Il vantaggio di usare la mediana è la robustezza di un piccolo numero di valori anomali; lo svantaggio è che stai gettando via informazioni potenzialmente utili se non ci sono valori anomali.

— Henry
fonte

grazie per la risposta e il link di riferimento. Tuttavia, non riesco a vedere come questo modello si applica al problema attuale. dato che i dati sono valori di espressione comparativa (leggi: abbondanza) come si possono definire

a_{i}

$a_i$

b_{j}

$b_j$

e_{i, j}

$e_{i,j}$

— posdef

n_{i, j} = n_{i} q_{j} + e_{i, j}

$n_{i,j} = n_i \,q_j + e_{i,j}$

l o g (n_{i, j}) = l o g (n) + l o g (p_{i}) + l o g (q_{j}) + e_{i, j}

$log(n_{i,j}) = log(n) + log(p_i) + log(q_j) + e_{i,j}$

@Henry Quali informazioni vengono "espulse" con lo smalto mediano quando non ci sono "valori anomali" (e cosa intendi esattamente con "outlier")? Dopotutto, puoi ricostruire i dati esattamente per mezzo della mediana grande, delle mediane di riga e colonna e dei residui, che costituiscono tutti l'output della lucidatura mediana. Se intendi dire che i residui vengono scartati, allora in che senso "media polish" (equivalente a OLS) è diverso in questo senso?

— whuber

@whuber: i residui sono conservati in entrambi i casi. Il polacco medio tiene conto di quanto distano le osservazioni dal centro (in un certo senso, equilibra i pesi dei residui) mentre il polacco mediano controlla solo se sono sopra o sotto il centro (in un certo senso, bilancia il numero di residui). Pertanto, le informazioni sul peso non vengono utilizzate quando si utilizza la mediana come centro; questo può essere positivo quando alcuni dei pesi / residui sostanziali sono così dubbi che il risultato per il centro non può essere attendibile, ma comporta il non utilizzo di informazioni in caso contrario.

— Henry,

@Henry Se riesci a recuperare tutti i dati originali dal polacco, allora come "informazioni" non "vengono" utilizzate? A proposito, la lucidatura mediana non si comporta come sembra descriverti: i suoi residui sono le differenze nei valori , non nei ranghi, dei dati.

— whuber

Sembra che tu stia leggendo un documento che presenta alcune analisi dell'espressione differenziale genica. Dopo aver fatto delle ricerche sui chip per microarray, posso condividere le poche conoscenze (possibilmente corrette) che ho sull'uso del lucido mediano.

L'uso della lucidatura mediana durante la fase di riepilogo della preelaborazione del microarray è in qualche modo un modo standard per eliminare i dati degli outlier con chip di solo sonda con riscontro perfetto (almeno per RMA).

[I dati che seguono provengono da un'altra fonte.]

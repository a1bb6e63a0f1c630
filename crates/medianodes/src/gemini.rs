use async_trait::async_trait;
use mediacore::{CapabilityError, DataUrl};
use mediaruntime::LlmCapability;
use serde::{Deserialize, Serialize};

pub const DEFAULT_MODEL: &str = "gemini-3-flash-preview";
pub const DEFAULT_ENDPOINT: &str = "https://generativelanguage.googleapis.com/v1beta";
const EMPTY_RESPONSE: &str = "No response received";

/// Connection settings for the Gemini API
#[derive(Debug, Clone)]
pub struct GeminiConfig {
    pub api_key: Option<String>,
    pub model: String,
    pub endpoint: String,
}

impl GeminiConfig {
    /// Read `GEMINI_API_KEY` (falling back to `API_KEY`), `GEMINI_MODEL`
    /// and `GEMINI_ENDPOINT`.
    pub fn from_env() -> Self {
        let api_key = std::env::var("GEMINI_API_KEY")
            .or_else(|_| std::env::var("API_KEY"))
            .ok()
            .filter(|k| !k.is_empty());

        Self {
            api_key,
            model: std::env::var("GEMINI_MODEL").unwrap_or_else(|_| DEFAULT_MODEL.to_string()),
            endpoint: std::env::var("GEMINI_ENDPOINT").unwrap_or_else(|_| DEFAULT_ENDPOINT.to_string()),
        }
    }
}

impl Default for GeminiConfig {
    fn default() -> Self {
        Self {
            api_key: None,
            model: DEFAULT_MODEL.to_string(),
            endpoint: DEFAULT_ENDPOINT.to_string(),
        }
    }
}

/// LLM capability backed by Gemini `generateContent`
pub struct GeminiLlm {
    client: reqwest::Client,
    config: GeminiConfig,
}

impl GeminiLlm {
    pub fn new(config: GeminiConfig) -> Self {
        Self::with_client(reqwest::Client::new(), config)
    }

    pub fn with_client(client: reqwest::Client, config: GeminiConfig) -> Self {
        Self { client, config }
    }

    fn url(&self) -> String {
        format!(
            "{}/models/{}:generateContent",
            self.config.endpoint.trim_end_matches('/'),
            self.config.model
        )
    }
}

#[async_trait]
impl LlmCapability for GeminiLlm {
    fn name(&self) -> &str {
        "gemini"
    }

    async fn generate(
        &self,
        prompt: &str,
        images: &[String],
        system_prompt: Option<&str>,
    ) -> Result<String, CapabilityError> {
        let api_key = self
            .config
            .api_key
            .as_deref()
            .ok_or(CapabilityError::MissingCredentials)?;

        let body = GenerateContentRequest::new(prompt, images, system_prompt);
        tracing::debug!(
            "POST {} ({} image part(s))",
            self.url(),
            body.contents[0].parts.len() - 1
        );

        let response = self
            .client
            .post(self.url())
            .header("x-goog-api-key", api_key)
            .json(&body)
            .send()
            .await
            .map_err(|e| CapabilityError::Transport(e.to_string()))?;

        let status = response.status();
        if !status.is_success() {
            let message = response.text().await.unwrap_or_default();
            return Err(CapabilityError::Status {
                status: status.as_u16(),
                message,
            });
        }

        let parsed: GenerateContentResponse = response
            .json()
            .await
            .map_err(|e| CapabilityError::InvalidResponse(e.to_string()))?;

        Ok(parsed.text().unwrap_or_else(|| EMPTY_RESPONSE.to_string()))
    }
}

#[derive(Debug, Serialize)]
#[serde(rename_all = "camelCase")]
pub struct GenerateContentRequest {
    pub contents: Vec<Content>,
    #[serde(skip_serializing_if = "Option::is_none")]
    pub system_instruction: Option<Content>,
}

impl GenerateContentRequest {
    /// Image parts first, then the prompt text. Images that are not base64
    /// data URLs are skipped.
    pub fn new(prompt: &str, images: &[String], system_prompt: Option<&str>) -> Self {
        let mut parts: Vec<Part> = images
            .iter()
            .filter_map(|image| DataUrl::parse(image))
            .map(|url| Part::InlineData {
                inline_data: InlineData {
                    mime_type: url.mime_type.to_string(),
                    data: url.data.to_string(),
                },
            })
            .collect();
        parts.push(Part::Text {
            text: prompt.to_string(),
        });

        Self {
            contents: vec![Content { parts }],
            system_instruction: system_prompt
                .filter(|s| !s.is_empty())
                .map(|s| Content {
                    parts: vec![Part::Text { text: s.to_string() }],
                }),
        }
    }
}

#[derive(Debug, Serialize, Deserialize)]
pub struct Content {
    #[serde(default)]
    pub parts: Vec<Part>,
}

#[derive(Debug, Serialize, Deserialize)]
#[serde(untagged)]
pub enum Part {
    Text {
        text: String,
    },
    InlineData {
        #[serde(rename = "inlineData")]
        inline_data: InlineData,
    },
}

#[derive(Debug, Serialize, Deserialize)]
#[serde(rename_all = "camelCase")]
pub struct InlineData {
    pub mime_type: String,
    pub data: String,
}

#[derive(Debug, Deserialize)]
pub struct GenerateContentResponse {
    #[serde(default)]
    pub candidates: Vec<Candidate>,
}

#[derive(Debug, Deserialize)]
pub struct Candidate {
    pub content: Option<Content>,
}

impl GenerateContentResponse {
    /// Concatenated text of the first candidate, if it has any.
    pub fn text(&self) -> Option<String> {
        let content = self.candidates.first()?.content.as_ref()?;
        let text: String = content
            .parts
            .iter()
            .filter_map(|part| match part {
                Part::Text { text } => Some(text.as_str()),
                Part::InlineData { .. } => None,
            })
            .collect();
        (!text.is_empty()).then_some(text)
    }
}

La lucidatura mediana per i dati di microarray è dove hai l'effetto chip e l'effetto sonda come righe e colonne:

per ogni set di sonde (composto da n numero della stessa sonda) su x chip:

         chip1    chip2    chip3   ...  chipx
probe1      iv       iv       iv   ...     iv
probe2      iv       iv       iv   ...     iv 
probe3      iv       iv       iv   ...     iv
...
proben      iv       iv       iv   ...     iv

dove iv sono valori di intensità

A causa della variabilità delle intensità della sonda, quasi tutte le analisi dei dati di microarray vengono preelaborate utilizzando una sorta di correzione di fondo e normalizzazione prima del riepilogo.

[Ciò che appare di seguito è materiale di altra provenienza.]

//! Workflow execution runtime
//!
//! Resolves node dependencies, executes nodes against the registered
//! capabilities, and records each run in the history.

mod executor;
mod registry;
pub mod resolver;
mod retry;
mod runtime;

pub use executor::{compose_prompt, WorkflowExecutor};
pub use registry::{CapabilityRegistry, LlmCapability, MediaCapability, NodeMetadata, PortDefinition};
pub use resolver::{AncestorPath, ResolvedInputs};
pub use retry::call_with_retry;
pub use runtime::{FlowRuntime, RuntimeConfig};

ecco alcuni link ai thread della mailing list bioC che parlano dell'uso della median polish rispetto ad altri metodi:

https://stat.ethz.ch/pipermail/bioconductor/2004-May/004752.html

https://stat.ethz.ch/pipermail/bioconductor/2004-May/004734.html

I dati dai tessuti e dalle linee cellulari vengono solitamente analizzati separatamente perché quando le cellule vengono coltivate i loro profili di espressione cambiano radicalmente dai campioni di tessuto raccolti. Senza avere più carta è difficile dire se l'elaborazione dei campioni separatamente fosse appropriata.

Le fasi di normalizzazione, correzione dello sfondo e riepilogo nella pipeline dell'analisi sono tutte modifiche dei dati sperimentali, ma nel suo stato non elaborato, gli effetti del chip, gli effetti batch, gli effetti di elaborazione metterebbero in ombra qualsiasi segnale per l'analisi. Questi esperimenti di microarray generano elenchi di geni che sono candidati per esperimenti di follow-up (qPCR, ecc.) Per confermare i risultati.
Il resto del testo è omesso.